Here is how we did it, and what we learned in the process.
The ultimate goal of a stress test is to see how much traffic an application can handle. It measures the upper limit from which the application stops functioning properly. Usually, it is done using a pool of virtual users that perform canned actions, and that pool grows until the product breaks.
The load test is similar in its form, but its objective is to prove that the product is able to support a given amount of load for a given time. It's better to run this test on the whole application in order to bring all bottlenecks to light.
Load testing is a great way to grab insights about how your application runs under heavy load, how all services interact, and to plan production capacity accordingly.
Before unleashing an army of gremlins to our new shiny app, let's take a step back.
First, we need to define objectives based on the real usage of the product. For an application already in production, the objective can be a slightly higher requests per minute (rpm) rate than the maximum ever seen on production. Or, if the Marketing team sends a large mailing, the objective can be calculated according to the number of recipients times the expected opening rate.

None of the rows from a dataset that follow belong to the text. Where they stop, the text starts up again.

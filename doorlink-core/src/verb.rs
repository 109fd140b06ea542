//! Command verb definitions
//!
//! One byte in every frame selects the operation. The values are wire
//! constants reverse-engineered from board traffic and must be kept
//! bit-for-bit stable.

use std::fmt;

use crate::error::{Error, Result};

/// Protocol command verbs
#[derive(Debug, Copy, Clone, PartialEq, Eq, Hash)]
#[repr(u8)]
pub enum Verb {
    // Clock operations
    SetTime = 0x30,
    GetTime = 0x32,

    // User management
    AddUser = 0x50,
    DeleteUser = 0x52,
    GetUser = 0x5A,

    // Event history
    GetEvent = 0xB0,
    GetEventCount = 0xB4,
}

impl Verb {
    /// Two lowercase hex characters as placed in a frame
    pub fn as_hex(self) -> String {
        format!("{:02x}", self as u8)
    }

    /// Get verb name
    pub fn name(self) -> &'static str {
        match self {
            Self::SetTime => "SET_TIME",
            Self::GetTime => "GET_TIME",
            Self::AddUser => "ADD_USER",
            Self::DeleteUser => "DELETE_USER",
            Self::GetUser => "GET_USER",
            Self::GetEvent => "GET_EVENT",
            Self::GetEventCount => "GET_EVENT_COUNT",
        }
    }
}

impl From<Verb> for u8 {
    fn from(verb: Verb) -> u8 {
        verb as u8
    }
}

impl TryFrom<u8> for Verb {
    type Error = Error;

    fn try_from(value: u8) -> Result<Self> {
        match value {
            0x30 => Ok(Self::SetTime),
            0x32 => Ok(Self::GetTime),
            0x50 => Ok(Self::AddUser),
            0x52 => Ok(Self::DeleteUser),
            0x5A => Ok(Self::GetUser),
            0xB0 => Ok(Self::GetEvent),
            0xB4 => Ok(Self::GetEventCount),
            _ => Err(Error::UnknownVerb(value)),
        }
    }
}

impl fmt::Display for Verb {
    fn fmt(&self, f: &mut fmt::Formatter<'_>) -> fmt::Result {
        write!(f, "{}(0x{:02X})", self.name(), *self as u8)
    }
}

#[cfg(test)]
mod tests {
    use super::*;

    #[test]
    fn test_verb_conversion() {
        assert_eq!(u8::from(Verb::AddUser), 0x50);
        assert_eq!(Verb::try_from(0x50).unwrap(), Verb::AddUser);
        assert_eq!(Verb::try_from(0xB4).unwrap(), Verb::GetEventCount);
    }

    #[test]
    fn test_unknown_verb() {
        assert!(matches!(Verb::try_from(0x99), Err(Error::UnknownVerb(0x99))));
    }

    #[test]
    fn test_verb_hex() {
        assert_eq!(Verb::GetUser.as_hex(), "5a");
        assert_eq!(Verb::SetTime.as_hex(), "30");
    }

    #[test]
    fn test_verb_display() {
        assert_eq!(Verb::GetEvent.to_string(), "GET_EVENT(0xB0)");
    }
}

In our case, we built a product from scratch to replace an existing one. The logs of that legacy product were highly valuable, allowing us to set clear objectives.

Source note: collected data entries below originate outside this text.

impl Board {
    /// Create a board client over UDP (the only transport the board speaks).
    pub fn new(ip: impl Into<String>, port: u16, serial: SerialNumber) -> Self {
        Self {
            transport: Box::new(UdpTransport::new(ip, port)),
            serial,
        }
    }

    /// Create a board client over a caller-supplied transport.
    ///
    /// Used for tests and for wrapping the transport with a retry or
    /// rate-limit policy; this layer never retries on its own.
    pub fn with_transport(transport: Box<dyn Transport>, serial: SerialNumber) -> Self {
        Self { transport, serial }
    }

    pub fn serial(&self) -> SerialNumber {
        self.serial
    }

    pub fn remote_addr(&self) -> String {
        self.transport.remote_addr()
    }

    // User management

    /// Add a user's tag with the default policy: valid from today
    /// through ten years out, every system class enabled.
    ///
    /// Returns `false` when the board rejects the request.
    pub async fn add_user(&mut self, tag: TagId) -> Result<bool> {
        self.add_user_with(tag, ValidityWindow::starting_today(), SystemsMask::ALL)
            .await
    }

    /// Add a user's tag with an explicit validity window and systems mask.
    pub async fn add_user_with(
        &mut self,
        tag: TagId,
        window: ValidityWindow,
        systems: SystemsMask,
    ) -> Result<bool> {
        debug!("Adding user tag {} valid {}", tag, window.wire());

        let frame = Frame::with_payload(
            Verb::AddUser,
            self.serial,
            user::add_payload(tag, &window, systems),
        );
        let response = self.exchange(frame).await?;

        let accepted = user::parse_status(&response);
        if accepted {
            info!("Board accepted tag {}", tag);
        } else {
            warn!("Board rejected add for tag {}", tag);
        }
        Ok(accepted)
    }

    /// Look up what the board stores against a tag.
    ///
    /// `None` means the board holds no such user; that is a normal
    /// outcome, not an error.
    pub async fn get_user(&mut self, tag: TagId) -> Result<Option<UserRecord>> {
        debug!("Getting user tag {}", tag);

        let frame = Frame::with_payload(Verb::GetUser, self.serial, user::tag_payload(tag));
        let response = self.exchange(frame).await?;

        Ok(user::parse_user(&response)?)
    }

    /// Delete a user's tag from the board.
    ///
    /// Returns `false` when the board rejects the request.
    pub async fn delete_user(&mut self, tag: TagId) -> Result<bool> {
        debug!("Deleting user tag {}", tag);

        let frame = Frame::with_payload(Verb::DeleteUser, self.serial, user::tag_payload(tag));
        let response = self.exchange(frame).await?;

        let accepted = user::parse_status(&response);
        if !accepted {
            warn!("Board rejected delete for tag {}", tag);
        }
        Ok(accepted)
    }

    // Event history

    /// Number of events in the board's circular log.
    pub async fn event_count(&mut self) -> Result<u32> {
        let frame = Frame::new(Verb::GetEventCount, self.serial);
        let response = self.exchange(frame).await?;
        Ok(event::parse_count(&response)?)
    }

    /// Fetch the most recent `count` access events, newest first.
    ///
    /// The board has no bulk read: the newest record is fetched via the
    /// sentinel index to learn where the log currently ends, then one
    /// exchange per preceding index walks backwards. `count` is clamped
    /// to the number of events actually stored, and the walk never asks
    /// for index 0 (the log is 1-based), so a generous `count` returns
    /// the whole log rather than wrapping.
    pub async fn access_list(&mut self, count: u32) -> Result<Vec<AccessRecord>> {
        let total = self.event_count().await?;
        let count = count.min(total);

        debug!("Fetching {} of {} events", count, total);

        if count == 0 {
            return Ok(Vec::new());
        }

        let latest = self.fetch_event(LATEST_EVENT).await?;
        let latest_index = latest.index;

        let mut records = Vec::with_capacity(count as usize + 1);
        records.push(latest);

        for index in (latest_index.saturating_sub(count)..latest_index).rev() {
            if index == 0 {
                break;
            }
            records.push(self.fetch_event(index).await?);
        }

        Ok(records)
    }

    async fn fetch_event(&mut self, index: u32) -> Result<AccessRecord> {
        let frame = Frame::with_payload(Verb::GetEvent, self.serial, event::index_payload(index));
        let response = self.exchange(frame).await?;
        Ok(event::parse_record(&response)?)
    }

    // Clock synchronization

    /// Read the board's clock.
    pub async fn get_time(&mut self) -> Result<NaiveDateTime> {
        let frame = Frame::new(Verb::GetTime, self.serial);
        let response = self.exchange(frame).await?;
        Ok(clock::parse_time(&response)?)
    }

    /// Set the board's clock to an explicit instant.
    ///
    /// The board acknowledges with nothing beyond its generic response
    /// frame, which [`exchange`](Self::exchange) already validates.
    pub async fn set_time(&mut self, when: NaiveDateTime) -> Result<()> {
        debug!("Setting board clock to {}", when);

        let frame = Frame::with_payload(Verb::SetTime, self.serial, clock::time_payload(when));
        self.exchange(frame).await?;
        Ok(())
    }

    /// Set the board's clock to the host's current local time.
    pub async fn sync_time(&mut self) -> Result<NaiveDateTime> {
        let now = Local::now().naive_local();
        self.set_time(now).await?;
        Ok(now)
    }

    // Helper methods

    /// One full transaction: encode, exchange, wrap, and defensively
    /// parse the common header of whatever came back.
    async fn exchange(&mut self, frame: Frame) -> Result<Response> {
        trace!("Sending: {:?}", frame);

        let data = frame.to_bytes()?;
        let reply = self.transport.exchange(&data).await?;
        let response = Response::from_bytes(&reply)?;

        let prelude = response.prelude()?;
        if !prelude.has_valid_preamble() {
            warn!(
                "Response carries preamble 0x{:02X} instead of the protocol marker",
                prelude.preamble
            );
        }
        trace!("Received: {:?}", prelude);

        Ok(response)
    }
}

#[cfg(test)]
mod tests {
    use super::*;
    use crate::error::Error;
    use async_trait::async_trait;
    use bytes::BytesMut;
    use chrono::NaiveDate;
    use pretty_assertions::assert_eq;
    use std::collections::VecDeque;
    use std::sync::{Arc, Mutex};

    const SERIAL: &str = "AABBCCDD";

    /// Fake board: canned replies in order, every sent frame recorded.
    struct ScriptedTransport {
        replies: VecDeque<Vec<u8>>,
        sent: Arc<Mutex<Vec<Vec<u8>>>>,
    }

    impl ScriptedTransport {
        fn new(replies: Vec<Vec<u8>>) -> (Self, Arc<Mutex<Vec<Vec<u8>>>>) {
            let sent = Arc::new(Mutex::new(Vec::new()));
            let transport = Self {
                replies: replies.into(),
                sent: Arc::clone(&sent),
            };
            (transport, sent)
        }
    }

    #[async_trait]
    impl Transport for ScriptedTransport {
        async fn exchange(&mut self, data: &[u8]) -> doorlink_transport::Result<BytesMut> {
            self.sent.lock().unwrap().push(data.to_vec());
            match self.replies.pop_front() {
                Some(reply) => Ok(BytesMut::from(&reply[..])),
                None => Err(doorlink_transport::Error::ReadTimeout),
            }
        }

        fn remote_addr(&self) -> String {
            "scripted".to_string()
        }
    }

    fn serial() -> SerialNumber {
        SERIAL.parse().unwrap()
    }

    fn scripted(replies: Vec<Vec<u8>>) -> Board {
        let (transport, _) = ScriptedTransport::new(replies);
        Board::with_transport(Box::new(transport), serial())
    }

    fn scripted_recording(replies: Vec<Vec<u8>>) -> (Board, Arc<Mutex<Vec<Vec<u8>>>>) {
        let (transport, sent) = ScriptedTransport::new(replies);
        (Board::with_transport(Box::new(transport), serial()), sent)
    }

    fn reply(verb: u8, payload_hex: &str) -> Vec<u8> {
        let hex = format!(
            "17{:02x}0000ddccbbaa{}{}",
            verb,
            payload_hex,
            "0".repeat(112 - payload_hex.len())
        );
        hex::decode(hex).unwrap()
    }

    fn event_reply(index: u32, tag: u32, timestamp: &str) -> Vec<u8> {
        let mut payload = hex::encode(index.to_le_bytes());
        payload.push_str("00"); // record type
        payload.push_str("01"); // access granted
        payload.push_str("02"); // door id
        payload.push_str("00"); // door status
        payload.push_str(&hex::encode(tag.to_le_bytes()));
        payload.push_str(timestamp);
        payload.push_str("00"); // second record type byte
        reply(0xB0, &payload)
    }

    #[tokio::test]
    async fn test_add_user_accepted() {
        let mut board = scripted(vec![reply(0x50, "01")]);
        let window = ValidityWindow::new(
            NaiveDate::from_ymd_opt(2018, 3, 12).unwrap(),
            NaiveDate::from_ymd_opt(2028, 3, 12).unwrap(),
        );

        let accepted = board
            .add_user_with(TagId::new(16733723), window, SystemsMask::ALL)
            .await
            .unwrap();
        assert!(accepted);
    }

    #[tokio::test]
    async fn test_add_user_request_layout() {
        let (mut board, sent) = scripted_recording(vec![reply(0x50, "01")]);
        let window = ValidityWindow::new(
            NaiveDate::from_ymd_opt(2018, 3, 12).unwrap(),
            NaiveDate::from_ymd_opt(2028, 3, 12).unwrap(),
        );

        board
            .add_user_with(TagId::new(16733723), window, SystemsMask::ALL)
            .await
            .unwrap();

        let sent = sent.lock().unwrap();
        assert_eq!(sent.len(), 1);
        assert_eq!(sent[0].len(), 64);
        // header + tag device form + validity window + systems mask
        assert_eq!(
            hex::encode(&sent[0][..24]),
            "17500000ddccbbaa1b56ff00201803122028031201010101"
        );
        assert!(sent[0][24..].iter().all(|b| *b == 0));
    }

    #[tokio::test]
    async fn test_add_user_rejected() {
        let mut board = scripted(vec![reply(0x50, "00")]);
        assert!(!board.add_user(TagId::new(1)).await.unwrap());

        let mut board = scripted(vec![reply(0x50, "ff")]);
        assert!(!board.add_user(TagId::new(1)).await.unwrap());
    }

    #[tokio::test]
    async fn test_get_user_present() {
        let mut board = scripted(vec![reply(0x5A, "1b56ff00201803122028031201010101")]);

        let user = board.get_user(TagId::new(16733723)).await.unwrap().unwrap();
        assert_eq!(user.tag_serial, 16733723);
        assert_eq!(user.valid_from, "20180312");
        assert_eq!(user.valid_until, "20280312");
        assert_eq!(user.systems, SystemsMask::ALL);
    }

    #[tokio::test]
    async fn test_get_user_absent() {
        let mut board = scripted(vec![reply(0x5A, "00000000")]);
        assert_eq!(board.get_user(TagId::new(42)).await.unwrap(), None);

        let mut board = scripted(vec![reply(0x5A, "ffffffff")]);
        assert_eq!(board.get_user(TagId::new(42)).await.unwrap(), None);
    }

    #[tokio::test]
    async fn test_delete_user() {
        let mut board = scripted(vec![reply(0x52, "01")]);
        assert!(board.delete_user(TagId::new(16733723)).await.unwrap());
    }

    #[tokio::test]
    async fn test_event_count() {
        let mut board = scripted(vec![reply(0xB4, "64000000")]);
        assert_eq!(board.event_count().await.unwrap(), 100);
    }

    #[tokio::test]
    async fn test_access_list_newest_first() {
        let (mut board, sent) = scripted_recording(vec![
            reply(0xB4, "64000000"), // 100 events stored
            event_reply(100, 555, "20180312105832"),
            event_reply(99, 444, "20180312105500"),
            event_reply(98, 333, "20180312105100"),
            event_reply(97, 222, "20180312104800"),
        ]);

        let records = board.access_list(3).await.unwrap();

        assert_eq!(records.len(), 4);
        let indices: Vec<u32> = records.iter().map(|r| r.index).collect();
        assert_eq!(indices, vec![100, 99, 98, 97]);
        let tags: Vec<u32> = records.iter().map(|r| r.tag_serial).collect();
        assert_eq!(tags, vec![555, 444, 333, 222]);

        // count request, sentinel fetch, then byte-reversed indices 99..97
        let sent = sent.lock().unwrap();
        assert_eq!(sent.len(), 5);
        assert_eq!(sent[0][1], 0xB4);
        assert_eq!(&sent[1][8..12], &[0xFF, 0xFF, 0xFF, 0xFF]);
        assert_eq!(&sent[2][8..12], &99u32.to_le_bytes());
        assert_eq!(&sent[3][8..12], &98u32.to_le_bytes());
        assert_eq!(&sent[4][8..12], &97u32.to_le_bytes());
    }

    #[tokio::test]
    async fn test_access_list_clamps_to_stored_events() {
        // Only 2 events on the board; asking for 10 must not walk off
        // the bottom of the log
        let mut board = scripted(vec![
            reply(0xB4, "02000000"),
            event_reply(2, 555, "20180312105832"),
            event_reply(1, 444, "20180312105500"),
        ]);

        let records = board.access_list(10).await.unwrap();

        let indices: Vec<u32> = records.iter().map(|r| r.index).collect();
        assert_eq!(indices, vec![2, 1]);
    }

    #[tokio::test]
    async fn test_access_list_empty_log() {
        let mut board = scripted(vec![reply(0xB4, "00000000")]);
        assert!(board.access_list(5).await.unwrap().is_empty());
    }

    #[tokio::test]
    async fn test_get_time() {
        let mut board = scripted(vec![reply(0x32, "20180312105832")]);
        let when = board.get_time().await.unwrap();
        assert_eq!(when.format("%Y%m%d%H%M%S").to_string(), "20180312105832");
    }

    #[tokio::test]
    async fn test_get_time_garbage_is_an_error() {
        let mut board = scripted(vec![reply(0x32, "")]);
        assert!(matches!(
            board.get_time().await,
            Err(Error::Core(doorlink_core::Error::InvalidTimestamp(_)))
        ));
    }

    #[tokio::test]
    async fn test_set_time() {
        let mut board = scripted(vec![reply(0x30, "")]);
        let when = NaiveDate::from_ymd_opt(2018, 3, 12)
            .unwrap()
            .and_hms_opt(10, 58, 32)
            .unwrap();
        board.set_time(when).await.unwrap();
    }

    #[tokio::test]
    async fn test_timeout_propagates_as_retriable() {
        let mut board = scripted(vec![]);
        let err = board.event_count().await.unwrap_err();
        assert!(matches!(err, Error::Transport(_)));
        assert!(err.is_retriable());
    }

    #[tokio::test]
    async fn test_short_response_is_a_protocol_error() {
        let mut board = scripted(vec![vec![0x17; 10]]);
        assert!(matches!(
            board.event_count().await,
            Err(Error::Core(doorlink_core::Error::ResponseTooShort { .. }))
        ));
    }
}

Next, we had to setup a test environment that matches the production architecture. It's important to include related services if possible:
- Does your app runs behind a proxy? Include it.
- Does it use a third-party service to send mail? Plug it.
- How about that legacy protocol that you bypass on dev? Use this one, too.
Any part of your product can break within the specific conditions you are using, and it's important to catch it if it's the case.
Also, write a scenario based on what users will actually do on your product, expecting the worst case.
Our product workflow was dead simple:
- Log into the app using a well known SSO service
- Seek for a particular HTML element on the front page
- Upload a file on a drop zone
- Leave the app
These simple steps would trigger a complex chain of events compiling informations for power users, who have to manage thousands of users.
Hence, our test scenario included the worst case: each user is registered to as many groups as possible, and uploads the biggest file possible (5MB).
There are several load and stress test tool out there. We started to look for a SaaS product that would help us launch the test as quickly as possible.
After some search, flood.io draw our attention because of its many advantages.
Its principle is simple: write a script with the language you already use for your E2E tests (Selenium, Gatling), or using their own scripting language called Element, based on Typescript.
Include that script in a small form to configure the number of virtual users that will run it, distribute them among a set of servers, and watch the results.
The pricing is based on the hourly server usage, and the servers runs on Amazon Web Services (AWS), which lets you run these servers anywhere in the world.
It's also possible to run Element on your own host by installing it locally:
npm install @flood/element-cli ./node_modules/.bin/element run scenario.ts
The architecture of the application we tested is pretty common and composed of multiple layers:
- Authentication proxy
- Single Page Application (SPA)
- Node.js Web server, that serves the SPA and the API
- PostgreSQL database
- Redis + Workers, that run costly processes asynchronously
- A few third-party services
Our objective was that a thousand users should be able to upload ~2000 documents in 20 minutes, within our highest predictions. That's 100 uploads per minute at highest traffic peak.
We were pretty confident that our small web server would take the load, without taking that heavy processing would be handled by the workers. And we wanted to know if the third-party services would hold on.
So, we ran small tests with a few users at first, to check our script, and gradually increased the load.
The results were astonishing. Contrary to our expectations, the third-party services didn't bat an eyelid. On the other hand, the memory consumption of the web server AND of our worker weren't freed. So, after a few tests, the server crashed because of memory exhaustion.
After fixing the memory leak and a few small bugs we found, we ran the test again and everything was clear.
Finally, we confirmed that the product we built was able to handle the load. We were also able to plan the capacity of production servers. We managed to help system admins to be more confident with the tools we choose, and to install a fully-featured monitoring suite.
Load testing is a powerful tool when delivering a new product, making every stakeholder more confident, and definitely helps make an app ready for the production goals.